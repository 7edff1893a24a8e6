// Copyright (c) 2025 Dimitris Kafetzis
//
// Licensed under the MIT License.
// See LICENSE file in the project root for full license information.
//
// SPDX-License-Identifier: MIT

//! Model graph: the ST-GCN regressor as an ordered chain of layers.
//!
//! # Type-State Pattern
//!
//! The graph transitions through states enforced at compile time:
//!
//! ```text
//! ModelGraph<Loaded>     — layers derived from a config, not yet checked.
//!       │  .validate()
//!       ▼
//! ModelGraph<Validated>  — shapes chained, parameter names unique.
//! ```
//!
//! The runtime only builds stages from a validated graph. The transition
//! consumes the old state and returns the new one; the marker types are
//! `PhantomData` (ZST).
//!
//! # Layer Chain
//!
//! ```text
//! (1, C, L, V) ─ input_proj ─▶ (1, h0, L, V)
//!   └─ for each width h:  blocks.i.tconv ─▶ (1, h, L, V)
//!                         blocks.i.sconv ─▶ (1, h, L, V)
//!   └─ pool ─▶ (1, h_last) ─ fc ─▶ (1, V·C)
//! ```

use crate::layer::BN_PARAMS;
use crate::{LayerDef, LayerType, ModelConfig, ModelError, TEMPORAL_KERNEL};
use std::collections::HashSet;
use std::fmt;
use tensor_core::{DType, Shape};

// ── Type-state markers ─────────────────────────────────────────────

/// Marker: graph has been built but not validated.
#[derive(Debug, Clone)]
pub struct Loaded;

/// Marker: graph has been validated and can be executed.
#[derive(Debug, Clone)]
pub struct Validated;

/// Sealed trait for graph states.
pub trait GraphState: fmt::Debug + Clone {}
impl GraphState for Loaded {}
impl GraphState for Validated {}

// ── ModelGraph ─────────────────────────────────────────────────────

/// The complete model represented as an ordered sequence of layers.
///
/// The generic parameter `S` encodes the validation state at compile time.
#[derive(Debug, Clone)]
pub struct ModelGraph<S: GraphState = Loaded> {
    /// Human-readable model name (usually the checkpoint stem).
    pub name: String,
    /// Hyper-parameters the layers were derived from.
    pub config: ModelConfig,
    /// Ordered list of layer definitions.
    pub layers: Vec<LayerDef>,
    /// State marker (zero-sized, compile-time only).
    _state: std::marker::PhantomData<S>,
}

// ── Loaded state ───────────────────────────────────────────────────

impl ModelGraph<Loaded> {
    /// Creates a new graph in the `Loaded` state from explicit layers.
    pub fn new(name: String, config: ModelConfig, layers: Vec<LayerDef>) -> Self {
        Self {
            name,
            config,
            layers,
            _state: std::marker::PhantomData,
        }
    }

    /// Derives the layer chain implied by `config` for a batch of one.
    ///
    /// # Errors
    /// Returns [`ModelError::InvalidConfig`] if the config fails validation.
    pub fn from_config(name: impl Into<String>, config: &ModelConfig) -> Result<Self, ModelError> {
        config.validate()?;

        let (c, l, v) = (config.in_channels, config.seq_len, config.num_joints);
        let h0 = config.hidden_channels[0];
        let mut layers = Vec::with_capacity(2 * config.hidden_channels.len() + 3);

        let mut push = |name: String,
                        layer_type: LayerType,
                        weights: Vec<(String, Shape)>,
                        input_shape: Shape,
                        output_shape: Shape| {
            let index = layers.len();
            let (weight_names, weight_shapes) = weights.into_iter().unzip();
            layers.push(LayerDef {
                name,
                layer_type,
                index,
                weight_names,
                weight_shapes,
                dtype: DType::F32,
                input_shape,
                output_shape,
            });
        };

        push(
            "input_proj".into(),
            LayerType::InputProjection,
            vec![
                ("input_proj.weight".into(), Shape::conv(h0, c, 1, 1)),
                ("input_proj.bias".into(), Shape::vector(h0)),
            ],
            Shape::nctv(1, c, l, v),
            Shape::nctv(1, h0, l, v),
        );

        let mut ch_in = h0;
        for (i, &h) in config.hidden_channels.iter().enumerate() {
            let mut tconv = vec![
                (
                    format!("blocks.{i}.tconv.conv.weight"),
                    Shape::conv(h, ch_in, TEMPORAL_KERNEL, 1),
                ),
                (format!("blocks.{i}.tconv.conv.bias"), Shape::vector(h)),
            ];
            tconv.extend(
                BN_PARAMS
                    .iter()
                    .map(|p| (format!("blocks.{i}.tconv.bn.{p}"), Shape::vector(h))),
            );
            push(
                format!("blocks.{i}.tconv"),
                LayerType::TemporalConv,
                tconv,
                Shape::nctv(1, ch_in, l, v),
                Shape::nctv(1, h, l, v),
            );

            let mut sconv = vec![
                (format!("blocks.{i}.sconv.weight"), Shape::conv(h, h, 1, 1)),
                (format!("blocks.{i}.sconv.bias"), Shape::vector(h)),
            ];
            sconv.extend(
                BN_PARAMS
                    .iter()
                    .map(|p| (format!("blocks.{i}.bn.{p}"), Shape::vector(h))),
            );
            push(
                format!("blocks.{i}.sconv"),
                LayerType::SpatialConv,
                sconv,
                Shape::nctv(1, h, l, v),
                Shape::nctv(1, h, l, v),
            );
            ch_in = h;
        }

        push(
            "pool".into(),
            LayerType::GlobalAvgPool,
            vec![],
            Shape::nctv(1, ch_in, l, v),
            Shape::matrix(1, ch_in),
        );

        let out = config.pose_dim();
        push(
            "fc".into(),
            LayerType::Linear,
            vec![
                ("fc.weight".into(), Shape::matrix(out, ch_in)),
                ("fc.bias".into(), Shape::vector(out)),
            ],
            Shape::matrix(1, ch_in),
            Shape::matrix(1, out),
        );

        Ok(Self::new(name.into(), config.clone(), layers))
    }

    /// Validates the graph and transitions to the `Validated` state.
    ///
    /// # Checks
    /// - The graph is non-empty.
    /// - Layer indices are consecutive starting from 0.
    /// - No layer has zero-element shapes.
    /// - Each layer's output shape equals the next layer's input shape.
    /// - Parameter names are unique across the graph.
    pub fn validate(self) -> Result<ModelGraph<Validated>, ModelError> {
        if self.layers.is_empty() {
            return Err(ModelError::InvalidGraph(
                "model graph contains no layers".into(),
            ));
        }

        for (i, layer) in self.layers.iter().enumerate() {
            if layer.index != i {
                return Err(ModelError::InvalidLayer {
                    layer: layer.name.clone(),
                    detail: format!("expected index {i}, got {}", layer.index),
                });
            }
            if layer.input_shape.num_elements() == 0 || layer.output_shape.num_elements() == 0 {
                return Err(ModelError::InvalidLayer {
                    layer: layer.name.clone(),
                    detail: "activation shape has zero elements".into(),
                });
            }
            if layer.weight_names.len() != layer.weight_shapes.len() {
                return Err(ModelError::InvalidLayer {
                    layer: layer.name.clone(),
                    detail: "weight names and shapes differ in length".into(),
                });
            }
        }

        for pair in self.layers.windows(2) {
            let (current, next) = (&pair[0], &pair[1]);
            if current.output_shape != next.input_shape {
                return Err(ModelError::InvalidLayer {
                    layer: next.name.clone(),
                    detail: format!(
                        "input {} does not match '{}' output {}",
                        next.input_shape, current.name, current.output_shape
                    ),
                });
            }
        }

        let mut seen = HashSet::new();
        for layer in &self.layers {
            for name in &layer.weight_names {
                if !seen.insert(name.as_str()) {
                    return Err(ModelError::InvalidLayer {
                        layer: layer.name.clone(),
                        detail: format!("duplicate parameter '{name}'"),
                    });
                }
            }
        }

        Ok(ModelGraph {
            name: self.name,
            config: self.config,
            layers: self.layers,
            _state: std::marker::PhantomData,
        })
    }
}

// ── Validated state ────────────────────────────────────────────────

impl ModelGraph<Validated> {
    /// Returns the total number of layers.
    pub fn num_layers(&self) -> usize {
        self.layers.len()
    }

    /// Returns the total number of scalar parameters.
    pub fn num_parameters(&self) -> usize {
        self.layers.iter().map(LayerDef::num_parameters).sum()
    }

    /// Returns the total estimated memory for all weights in bytes.
    pub fn total_weight_bytes(&self) -> usize {
        self.layers.iter().map(|l| l.estimated_weight_bytes()).sum()
    }

    /// Returns the estimated memory for the largest single layer.
    pub fn max_layer_bytes(&self) -> usize {
        self.layers
            .iter()
            .map(|l| l.estimated_total_bytes())
            .max()
            .unwrap_or(0)
    }

    /// Returns an iterator over the layers in execution order.
    pub fn iter_layers(&self) -> impl Iterator<Item = &LayerDef> {
        self.layers.iter()
    }

    /// Returns a reference to a layer by index.
    pub fn layer(&self, index: usize) -> Option<&LayerDef> {
        self.layers.get(index)
    }

    /// Returns every `(parameter name, expected shape)` pair in layer order.
    pub fn expected_weights(&self) -> impl Iterator<Item = (&str, &Shape)> {
        self.layers.iter().flat_map(|l| {
            l.weight_names
                .iter()
                .map(String::as_str)
                .zip(l.weight_shapes.iter())
        })
    }

    /// Shape of the input window tensor, `(1, C, L, V)`.
    pub fn input_shape(&self) -> &Shape {
        &self.layers[0].input_shape
    }

    /// Returns a summary string describing the model.
    pub fn summary(&self) -> String {
        let total_weight_mb = self.total_weight_bytes() as f64 / (1024.0 * 1024.0);
        let max_layer_mb = self.max_layer_bytes() as f64 / (1024.0 * 1024.0);
        format!(
            "Model '{}': {} layers, seq_len {}, hidden {:?}, {} params ({:.2} MB), largest layer {:.2} MB",
            self.name,
            self.num_layers(),
            self.config.seq_len,
            self.config.hidden_channels,
            self.num_parameters(),
            total_weight_mb,
            max_layer_mb,
        )
    }
}

// ── Shared implementations ─────────────────────────────────────────

impl<S: GraphState> fmt::Display for ModelGraph<S> {
    fn fmt(&self, f: &mut fmt::Formatter<'_>) -> fmt::Result {
        writeln!(f, "ModelGraph '{}' ({} layers):", self.name, self.layers.len())?;
        for layer in &self.layers {
            writeln!(f, "  {}", layer.summary())?;
        }
        Ok(())
    }
}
+--
* Your objective: Find the string "seen" in the records, then copy each line where it occurs.

* Finished task:
        let mut seen = HashSet::new();
                if !seen.insert(name.as_str()) {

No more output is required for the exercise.